She held up the palm of her hand, displaying the lit Agency emblem and amplified her voice, almost to the point of pain.
‘Your gathering and assault is illegal and you will disperse or be arrested. Lay down your arms. Surrender the shooters. They
are under arrest. Any obstruction to my authority will be considered an act of assault.’ Which covered her, not that she expected
it to work.
The faces looking at her were a real picture with their comic
mixture of disbelief, bloodthirst, hate and incredulity. They really weren’t in any shape for thinking straight. She longed
to kill them.
Around her the robes shifted, tightening, drawing in, threads moving of their own accord, making new designs, new words. Across
her chest a red cross appeared, tangled in a spiral of red like a spider’s web, a white flower at its apex as the faery declared
its colours.
And is this what it had come to at last, she thought as she surveyed the crowd, wondering which one was going to shoot first,
or if they’d shout first and gather their nerves, wait for the ones at the back to signal they were in position. For surely
they didn’t look uncertain, no, they had decided there would be no prisoners, no innocents here. Lila against the humans,
not human any more, a monster worthy of hate? She despised her own drama even as she felt it catch and flame inside. But she
stood and stared at them, judging their willing greed for blood and suffering, their righteous, ugly determination. She saw
the promise of being crushed in the narrow vices of their eyes, she heard once more the burst of the machine guns in her mind
and heard the silence of the despairing undead who had got what they wanted here on this luckless, lucky day, and she hated
them more still.
Then a slow drawl interrupted her moment. ‘Well now, who the fuck are you dressed as?’
Their leader, a worked-out man, handsome, in construction-worker overalls and holding a shotgun, gestured at her with the
double finger of the barrels. It was a contemptuous, lingering kind of move, the sort that men make in sleazy nightclubs when
they’re sizing up the girls on the poles. It gave the crowd confidence and their stunned moment of immobility departed in
a ripple of sneers and laughter. They moved forward until his languid arm movement stopped them.
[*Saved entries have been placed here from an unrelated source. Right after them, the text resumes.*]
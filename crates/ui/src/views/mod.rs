mod quiz;

#[cfg(test)]
mod test_harness;
#[cfg(test)]
mod view_smoke;

pub use quiz::QuizView;
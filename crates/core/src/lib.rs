#![forbid(unsafe_code)]

pub mod loader;
pub mod model;
pub mod session;
pub mod shuffle;

pub use loader::{load, load_str};
pub use model::{
    AnswerLabel, AnswerOption, Category, CategoryError, GENERAL_CATEGORY, LabelError, Question,
    QuestionBank, QuestionError, ResultSummary, completion_percentage,
};
pub use session::{
    OptionMarker, OptionSnapshot, PendingStep, QuizSession, SessionError, SessionPhase,
    SessionSnapshot, SettleOutcome, SettleTicket, Verdict,
};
The fact that she’d kicked
an entire door into their front line seemed to have slipped their notice as they slid together into a pack.
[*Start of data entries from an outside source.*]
use async_trait::async_trait;
use std::path::PathBuf;
use thiserror::Error;

/// Errors surfaced by question sources.
#[derive(Debug, Error)]
#[non_exhaustive]
pub enum SourceError {
    #[error("question data not found (tried {tried:?})")]
    NotFound { tried: Vec<PathBuf> },

    #[error("failed to read {path}: {source}")]
    Io {
        path: PathBuf,
        #[source]
        source: std::io::Error,
    },

    #[error("source unavailable: {0}")]
    Unavailable(String),
}

/// Read-once provider of raw question data.
///
/// Implementations only fetch text; parsing and normalization happen in the
/// core loader so that every source shares one failure policy.
#[async_trait]
pub trait QuestionSource: Send + Sync {
    /// Fetch the raw question document.
    ///
    /// # Errors
    ///
    /// Returns `SourceError` if the data cannot be read.
    async fn fetch(&self) -> Result<String, SourceError>;

    /// Short description for logs.
    fn describe(&self) -> String;
}

/// In-memory source for tests and prototyping.
#[derive(Clone, Default)]
pub struct InMemoryQuestionSource {
    raw: Option<String>,
}

impl InMemoryQuestionSource {
    #[must_use]
    pub fn new(raw: impl Into<String>) -> Self {
        Self {
            raw: Some(raw.into()),
        }
    }

    /// A source that always reports its data as unavailable.
    #[must_use]
    pub fn unavailable() -> Self {
        Self::default()
    }
}

#[async_trait]
impl QuestionSource for InMemoryQuestionSource {
    async fn fetch(&self) -> Result<String, SourceError> {
        self.raw
            .clone()
            .ok_or_else(|| SourceError::Unavailable("no data".to_string()))
    }

    fn describe(&self) -> String {
        "in-memory".to_string()
    }
}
Lila’s attention sharpened to a point. She heard the group around the back talking, saying something about sending news round
to the front, there was a brief argument, then a messenger came running around the side. The people in front of her stopped
for a gawk when they saw the situation, then trotted forward to whisper in the leader’s ear. Meanwhile Lila could see Zal
inside the diner, clear on infrared despite his cloak of shadow. He was shepherding people into the kitchen area. They were
almost all inside. She waited until the messenger had delivered his news, a whisper she heard clearly, and then said, ‘You’re
all under arrest. Put down your weapons.’
In reply the construction guy primed his shotgun with the flashy one-arm style of a movie star and pointed the business end
at her. ‘People who get in our way get killed. We came for the undead abominations. Stand aside.’
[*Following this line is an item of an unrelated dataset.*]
mod quiz_vm;

pub use quiz_vm::{
    CategoryPickerVm, OptionVm, PrimaryAction, QuestionVm, QuizScreenVm, ResultsVm,
    EMPTY_BANK_MESSAGE, map_quiz_screen,
};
‘What’s the petrol for then?’ Lila asked, making her final calculations as she mapped the location of all the people and weapons.
‘Tainted ground,’ he said, grinning. ‘Has to be cleansed. And places like this that harbour the filth, have to be razed.’
‘There are innocent people and kids in there,’ Lila said, stalling, though she sensed a fresh urgency as some of the mob checked
the time and realised they were going to run into police trouble soon. She read them the full records, her conviction absolute.
‘And I don’t take assurances from people who already made three similar raids in the last month all over the southern-states
area. Fifty-six casualties. Twenty-one dead. Fifteen of them ordinary human citizens, four teenagers, one child of seven.
You are under arrest for murder, attempted murder, conspiracy to murder, conspiracy to cause civil disturbance, riot, incitement
to hate, incitement to riot, causing a disturbance of the peace, destruction of property, arson, illegal possession of weapons,
membership of an illegal organisation, resisting arrest and obstructing the path of justice.’
Her litany had the desired mesmerising effect on the front rows even as some members were cautiously peeling themselves off
the back of the crowd and sidling away. She wasn’t done with the last word before she was already moving.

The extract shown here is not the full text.